From then on, Michael would simply get up and leave after waiting what he considered an adequate amount of time, prompting me to do everything I could to be at least almost on time.
Fortunately, Michael is good-natured.
Aside from burnt dinners and tardiness, she has endured many late cups of tea and the fact that I always lose my bag or keys at home.
I also had a David Cameron moment when I left our youngest son, then just a few months old, on the sidewalk outside our house in a car seat (easy to do with four kids). Only when I sat down did I realize that he had forgotten something.
On the other hand, however, ADHD meant I could empathize with a child’s fascination with small, everyday things. Novelty attracts the ADHD brain. When something piques our interest, we dive in. On one occasion, the children and I were so enthralled with some newly emerged butterflies that we were 20 minutes late for school.
Now that I’m 62, I’ve learned to notice when my impulsivity threatens to take over, but I can still behave eccentrically.
I once saw a colorful chair in a store window, hit the brakes and hurriedly parked so I could go take a look. It was only when I was crossing the street that I thought, ‘What the hell am I doing?’ I walked back to the car, feeling kind of stupid.
When I announced that I had ADHD, none of my friends or family were surprised. At that time, the disorder was much better known and I think everyone had suspected it.

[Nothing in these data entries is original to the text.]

//! Page fetching.
//!
//! One blocking GET per run: redirects followed, bounded by a timeout,
//! browser-like `User-Agent`. No retries and no caching.

use reqwest::blocking::Client;
use reqwest::header::{HeaderMap, HeaderValue, CONTENT_TYPE, USER_AGENT};
use reqwest::redirect::Policy;
use tracing::{debug, info};

use crate::encoding;
use crate::error::{Error, Result};
use crate::options::Options;
use crate::url_utils;

/// Blocking HTTP client configured from [`Options`].
#[derive(Debug, Clone)]
pub struct Fetcher {
    client: Client,
}

impl Fetcher {
    /// Build a client with the configured timeout, redirect cap and identity.
    pub fn new(opts: &Options) -> Result<Self> {
        let mut headers = HeaderMap::new();
        let agent = HeaderValue::from_str(&opts.user_agent)
            .map_err(|e| Error::Fetch(format!("invalid user agent: {e}")))?;
        headers.insert(USER_AGENT, agent);

        let client = Client::builder()
            .default_headers(headers)
            .timeout(opts.timeout)
            .redirect(Policy::limited(opts.max_redirects))
            .build()?;

        Ok(Self { client })
    }

    /// Fetch `url` and return its body as text.
    ///
    /// Fails on connection errors, timeouts and any non-2xx final status.
    pub fn fetch(&self, url: &str) -> Result<String> {
        let url = url_utils::parse_source_url(url)?;
        info!(%url, "fetching page");

        let response = self.client.get(url).send()?.error_for_status()?;
        let final_url = response.url().clone();
        let content_type = response
            .headers()
            .get(CONTENT_TYPE)
            .and_then(|v| v.to_str().ok())
            .map(str::to_string);

        let bytes = response.bytes()?;
        debug!(%final_url, len = bytes.len(), "page received");

        Ok(encoding::decode_body(&bytes, content_type.as_deref()))
    }
}

/// Fetch a page with the given options.
pub fn fetch_page(url: &str, opts: &Options) -> Result<String> {
    Fetcher::new(opts)?.fetch(url)
}
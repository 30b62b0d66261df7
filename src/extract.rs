//! Extraction pipeline: parsed page in, [`Article`] out.

use tracing::debug;

use crate::dom;
use crate::error::Result;
use crate::html_processing::{clean_body, locate_body};
use crate::metadata::extract_metadata;
use crate::result::Article;

/// Extract title, author, date and a cleaned body from page HTML.
///
/// Fails only when the page has no article body.
pub fn extract_article(html: &str) -> Result<Article> {
    let doc = dom::parse(html);

    let metadata = extract_metadata(&doc);
    debug!(title = %metadata.title, author = %metadata.author, date = %metadata.date, "metadata resolved");

    let body = locate_body(&doc)?;
    let cleaned = clean_body(&body);

    Ok(Article::new(metadata, cleaned))
}
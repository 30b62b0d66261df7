//! DOM-based metadata extraction.

use crate::dom::{self, Document};
use crate::patterns::TITLE_SELECTOR;

/// Trimmed text of the post title heading.
///
/// A heading with no text counts as missing.
#[must_use]
pub fn extract_dom_title(doc: &Document) -> Option<String> {
    let heading = doc.select(TITLE_SELECTOR).first();
    if heading.is_empty() {
        return None;
    }
    let title = dom::text_content(&heading).trim().to_string();
    (!title.is_empty()).then_some(title)
}
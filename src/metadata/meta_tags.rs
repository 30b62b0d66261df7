//! HTML Meta Tag Extraction
//!
//! Page-level `<meta>` tags for author and publish time.

use crate::dom::{self, Document};
use crate::patterns::{META_AUTHOR_SELECTOR, META_PUBLISHED_SELECTOR};

/// Length of the `YYYY-MM-DD` prefix of an ISO timestamp.
const DATE_PREFIX_LEN: usize = 10;

/// Content of the first matching meta tag, if the tag exists.
fn meta_content(doc: &Document, selector: &str) -> Option<String> {
    let meta = doc.select(selector).first();
    if meta.is_empty() {
        return None;
    }
    Some(dom::get_attribute(&meta, "content").unwrap_or_default())
}

/// `<meta name="author">` content, when present and non-empty.
#[must_use]
pub fn meta_author(doc: &Document) -> Option<String> {
    meta_content(doc, META_AUTHOR_SELECTOR).filter(|content| !content.is_empty())
}

/// First ten characters of `article:published_time`, taken verbatim.
///
/// No parsing happens here; a well-formed timestamp yields its `YYYY-MM-DD`
/// prefix. An empty or missing `content` yields `None`.
#[must_use]
pub fn meta_published_date(doc: &Document) -> Option<String> {
    let content = meta_content(doc, META_PUBLISHED_SELECTOR)?;
    let prefix: String = content.chars().take(DATE_PREFIX_LEN).collect();
    (!prefix.is_empty()).then_some(prefix)
}

#[cfg(test)]
mod tests {
    use super::*;

    #[test]
    fn test_meta_author() {
        let doc = dom::parse(r#"<html><head><meta name="author" content="Jane Doe"></head></html>"#);
        assert_eq!(meta_author(&doc).as_deref(), Some("Jane Doe"));
    }

    #[test]
    fn test_meta_author_empty_or_missing() {
        let doc = dom::parse(r#"<html><head><meta name="author" content=""></head></html>"#);
        assert!(meta_author(&doc).is_none());

        let doc = dom::parse(r#"<html><head><meta name="author"></head></html>"#);
        assert!(meta_author(&doc).is_none());

        let doc = dom::parse(r#"<html><head><meta property="og:title" content="x"></head></html>"#);
        assert!(meta_author(&doc).is_none());
    }

    #[test]
    fn test_meta_published_date_takes_prefix() {
        let doc = dom::parse(
            r#"<html><head><meta property="article:published_time" content="2023-11-20T09:00:00.000Z"></head></html>"#,
        );
        assert_eq!(meta_published_date(&doc).as_deref(), Some("2023-11-20"));
    }

    #[test]
    fn test_meta_published_date_short_value_verbatim() {
        let doc = dom::parse(
            r#"<html><head><meta property="article:published_time" content="2023"></head></html>"#,
        );
        assert_eq!(meta_published_date(&doc).as_deref(), Some("2023"));
    }

    #[test]
    fn test_meta_published_date_missing() {
        let doc = dom::parse("<html><head></head></html>");
        assert!(meta_published_date(&doc).is_none());
    }
}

Although adults may be prescribed stimulant medications, I have not felt the need to take anything. I’ve found it easier to handle as I’ve gotten older. And to be honest, I appreciate the creativity, fun, and curiosity that comes with ADHD. Let’s just say there’s never a dull moment.
If you would like to find out more about ADHD, and in particular if you have a child who might have it or who has difficulty adjusting and concentrating, visit parentingmatters.co.uk/blogs/dpp-page.